Getting away after logging a broad passage plan with Stornoway Coastguard (covering the various options we’d been considering), we passed easily through Kylerhea with no discernible tidal flow, noticing a large number of jellyfish just before we exited into Loch Alsh. With the great weather set for the rest of the day, we chose to make the most of it and press on west to Kyle of Lochalsh (where we topped up with fuel). Passing under the Skye Bridge we continued to head west, watching the Isle of Pabay go by and enjoying the magnificent scenery all around us – including the high peaks of the Red Cuillins on the Isle of Skye in front of us, and views north-west to the Isle of Raasay and north-east to Plockton and beyond. We headed between the Isles of Scalpay and Skye and, having easily passed some of the camping options we’d identified earlier, decided to make for the campsite at Sligachan. While we knew access from the water wouldn’t be as straightforward as it had been with our previous campsites, we also knew we’d have great views of the Black Cuillins. Once at the end of Loch Sligachan, our shallow draught allowed us to get a little way up the Sligachan river, and from there we relayed most of the gear on foot to the campsite. At around half a mile, this overland section was a little further than we’d hoped for, but it was soon done. We took the boat off the water later that evening at Sconser and got a lift from the kind owner of the campsite back to the site. Encountering midges in sufficient number to warrant donning head nets for the first time, we cooked our evening meal.

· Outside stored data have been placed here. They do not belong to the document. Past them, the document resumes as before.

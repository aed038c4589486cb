// # dnsyncd - dnsync daemon
//
// Thin integration layer: all reconciliation logic lives in dnsync-core.
//
// The daemon is responsible for:
// 1. Reading configuration from flags and `DNSYNC_*` environment variables
// 2. Initializing logging and the runtime
// 3. Wiring the Marathon client, the event pipeline and the Route53 provider
// 4. Running the driver until a signal or a fatal error
// 5. Serving the admin health endpoint
//
// ## Example
//
// ```bash
// export DNSYNC_HOSTED_ZONE_ID=Z0123456789
// export DNSYNC_RECORD_SET=lb.example.com
// export DNSYNC_RECORD_SET_TYPE=weighted,enumerated
//
// dnsyncd --marathon-host http://marathon.mesos:8080 --app-id marathon-lb
// ```
//
// AWS credentials come from the default provider chain.

mod admin;
mod config;

use anyhow::Result;
use clap::Parser;
use config::Config;
use dnsync_core::engine::{Driver, DriverEvent, Reconciler};
use dnsync_core::events::spawn_subscription;
use dnsync_core::traits::EventSource;
use dnsync_marathon::MarathonClient;
use dnsync_route53::Route53Provider;
use std::process::ExitCode;
use std::sync::Arc;
use tokio_util::sync::CancellationToken;
use tracing::{debug, error, info, warn};
use tracing_subscriber::FmtSubscriber;

#[cfg(unix)]
use tokio::signal::unix::{SignalKind, signal};

/// Exit codes for different termination scenarios
///
/// These codes follow systemd conventions:
/// - 0: Clean shutdown
/// - 1: Configuration or startup error
/// - 2: Runtime error (fatal reconciliation error)
#[derive(Debug, Clone, Copy)]
enum DnsyncExitCode {
    /// Clean shutdown (normal exit)
    CleanShutdown = 0,
    /// Configuration error or startup failure
    ConfigError = 1,
    /// Runtime error
    RuntimeError = 2,
}

impl From<DnsyncExitCode> for ExitCode {
    fn from(code: DnsyncExitCode) -> Self {
        ExitCode::from(code as u8)
    }
}

fn main() -> ExitCode {
    let config = match Config::try_parse() {
        Ok(cfg) => cfg,
        Err(e) => {
            let _ = e.print();
            return if e.use_stderr() {
                DnsyncExitCode::ConfigError.into()
            } else {
                // --help and --version
                DnsyncExitCode::CleanShutdown.into()
            };
        }
    };

    if let Err(e) = config.validate() {
        eprintln!("Configuration validation error: {}", e);
        return DnsyncExitCode::ConfigError.into();
    }

    let log_level = match config.log_level() {
        Ok(level) => level,
        Err(e) => {
            eprintln!("Configuration validation error: {}", e);
            return DnsyncExitCode::ConfigError.into();
        }
    };

    let subscriber = FmtSubscriber::builder().with_max_level(log_level).finish();

    if let Err(e) = tracing::subscriber::set_global_default(subscriber) {
        eprintln!("Failed to set tracing subscriber: {}", e);
        return DnsyncExitCode::ConfigError.into();
    }

    info!("Starting dnsyncd");
    info!(
        "Syncing {} ({}) in zone {} with Marathon app {}",
        config.record_set,
        config.record_set_type,
        config.hosted_zone_id(),
        config.app_id
    );

    let rt = match tokio::runtime::Builder::new_multi_thread()
        .enable_all()
        .build()
    {
        Ok(runtime) => runtime,
        Err(e) => {
            error!("Failed to create tokio runtime: {}", e);
            return DnsyncExitCode::RuntimeError.into();
        }
    };

    rt.block_on(async {
        match run_daemon(config).await {
            Ok(()) => DnsyncExitCode::CleanShutdown,
            Err(e) => {
                error!("Daemon error: {:#}", e);
                DnsyncExitCode::RuntimeError
            }
        }
    })
    .into()
}

/// Run the daemon until a shutdown signal or a fatal error
async fn run_daemon(config: Config) -> Result<()> {
    let cancel = CancellationToken::new();
    let driver_config = config.driver_config();

    let marathon = MarathonClient::new(&config.marathon_host)?;
    let route53 = Route53Provider::from_env().await;
    let reconciler = Reconciler::new(Box::new(route53), config.reconcile_config()?)?;

    let (mut driver, mut driver_events) = Driver::new(
        Box::new(marathon.clone()),
        reconciler,
        driver_config.clone(),
        cancel.clone(),
    )?;

    let mut tasks = Vec::new();
    let mut probe: Option<Arc<dyn EventSource>> = None;

    if config.no_events {
        info!("Event subscription disabled, updating every {}s", config.interval);
    } else {
        let source: Arc<dyn EventSource> = Arc::new(marathon.clone());
        probe = Some(Arc::clone(&source));

        let (updates, subscription) = spawn_subscription(source, &driver_config, cancel.clone());
        driver = driver.with_updates(updates);
        tasks.push(subscription);
    }

    tasks.push(tokio::spawn(async move {
        while let Some(event) = driver_events.recv().await {
            match event {
                DriverEvent::Reconciled {
                    addresses,
                    deletes,
                    upserts,
                    completed,
                } => info!(
                    addresses,
                    deletes, upserts, completed, "Reconciliation finished"
                ),
                other => debug!("Driver event: {:?}", other),
            }
        }
    }));

    let admin_addr = std::net::SocketAddr::from(([0, 0, 0, 0], config.admin_http_port));
    let listener = tokio::net::TcpListener::bind(admin_addr)
        .await
        .map_err(|e| anyhow::anyhow!("Failed to bind admin HTTP port {}: {}", admin_addr, e))?;
    let admin = tokio::spawn(admin::serve(
        listener,
        admin::AdminState { probe },
        cancel.clone(),
    ));

    tasks.push(tokio::spawn(cancel_on_signal(cancel.clone())));

    let result = driver.run().await;

    // Stop whatever is still running, then wait for it
    cancel.cancel();
    for task in tasks {
        let _ = task.await;
    }
    match admin.await {
        Ok(Err(e)) => warn!("Admin HTTP server error: {}", e),
        Err(e) => warn!("Admin HTTP server task failed: {}", e),
        Ok(Ok(())) => {}
    }

    result?;
    info!("Shutdown complete");
    Ok(())
}

/// Cancel `cancel` on SIGTERM or SIGINT
#[cfg(unix)]
async fn cancel_on_signal(cancel: CancellationToken) {
    let (mut sigterm, mut sigint) =
        match (signal(SignalKind::terminate()), signal(SignalKind::interrupt())) {
            (Ok(term), Ok(int)) => (term, int),
            (Err(e), _) | (_, Err(e)) => {
                error!("Failed to setup signal handlers: {}", e);
                return;
            }
        };

    let received = tokio::select! {
        _ = cancel.cancelled() => return,
        _ = sigterm.recv() => "SIGTERM",
        _ = sigint.recv() => "SIGINT",
    };

    info!("Received shutdown signal: {}", received);
    cancel.cancel();
}

/// Cancel `cancel` on CTRL-C
///
/// Fallback implementation for non-Unix platforms.
#[cfg(not(unix))]
async fn cancel_on_signal(cancel: CancellationToken) {
    tokio::select! {
        _ = cancel.cancelled() => {}
        result = tokio::signal::ctrl_c() => match result {
            Ok(()) => {
                info!("Received shutdown signal: SIGINT");
                cancel.cancel();
            }
            Err(e) => error!("Failed to wait for CTRL-C: {}", e),
        },
    }
}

As on my previous A to B boat journeys, the penultimate day was spent recovering the car. Getting an early bus to Armadale, I then caught the ferry to Mallaig (where I can recommend the cooked breakfast at the Fisherman’s Mission), followed by a taxi back to the car at Cambuslang campsite. As I hadn’t booked a ferry crossing with the car (not being sure where/when we’d finish our journey), I chose to drive back on the longer road route, via Fort William, and over the Skye Bridge, rather than retracing my route from that morning, which would have required waiting some time for an available space on the ferry.

With the car back at the campsite, live music in the nearby Seumas Bar adjacent to the Sligachan Hotel tempted us to treat ourselves to our first ‘meal out’, and we enjoyed an excellent dinner to mark the end of our journey.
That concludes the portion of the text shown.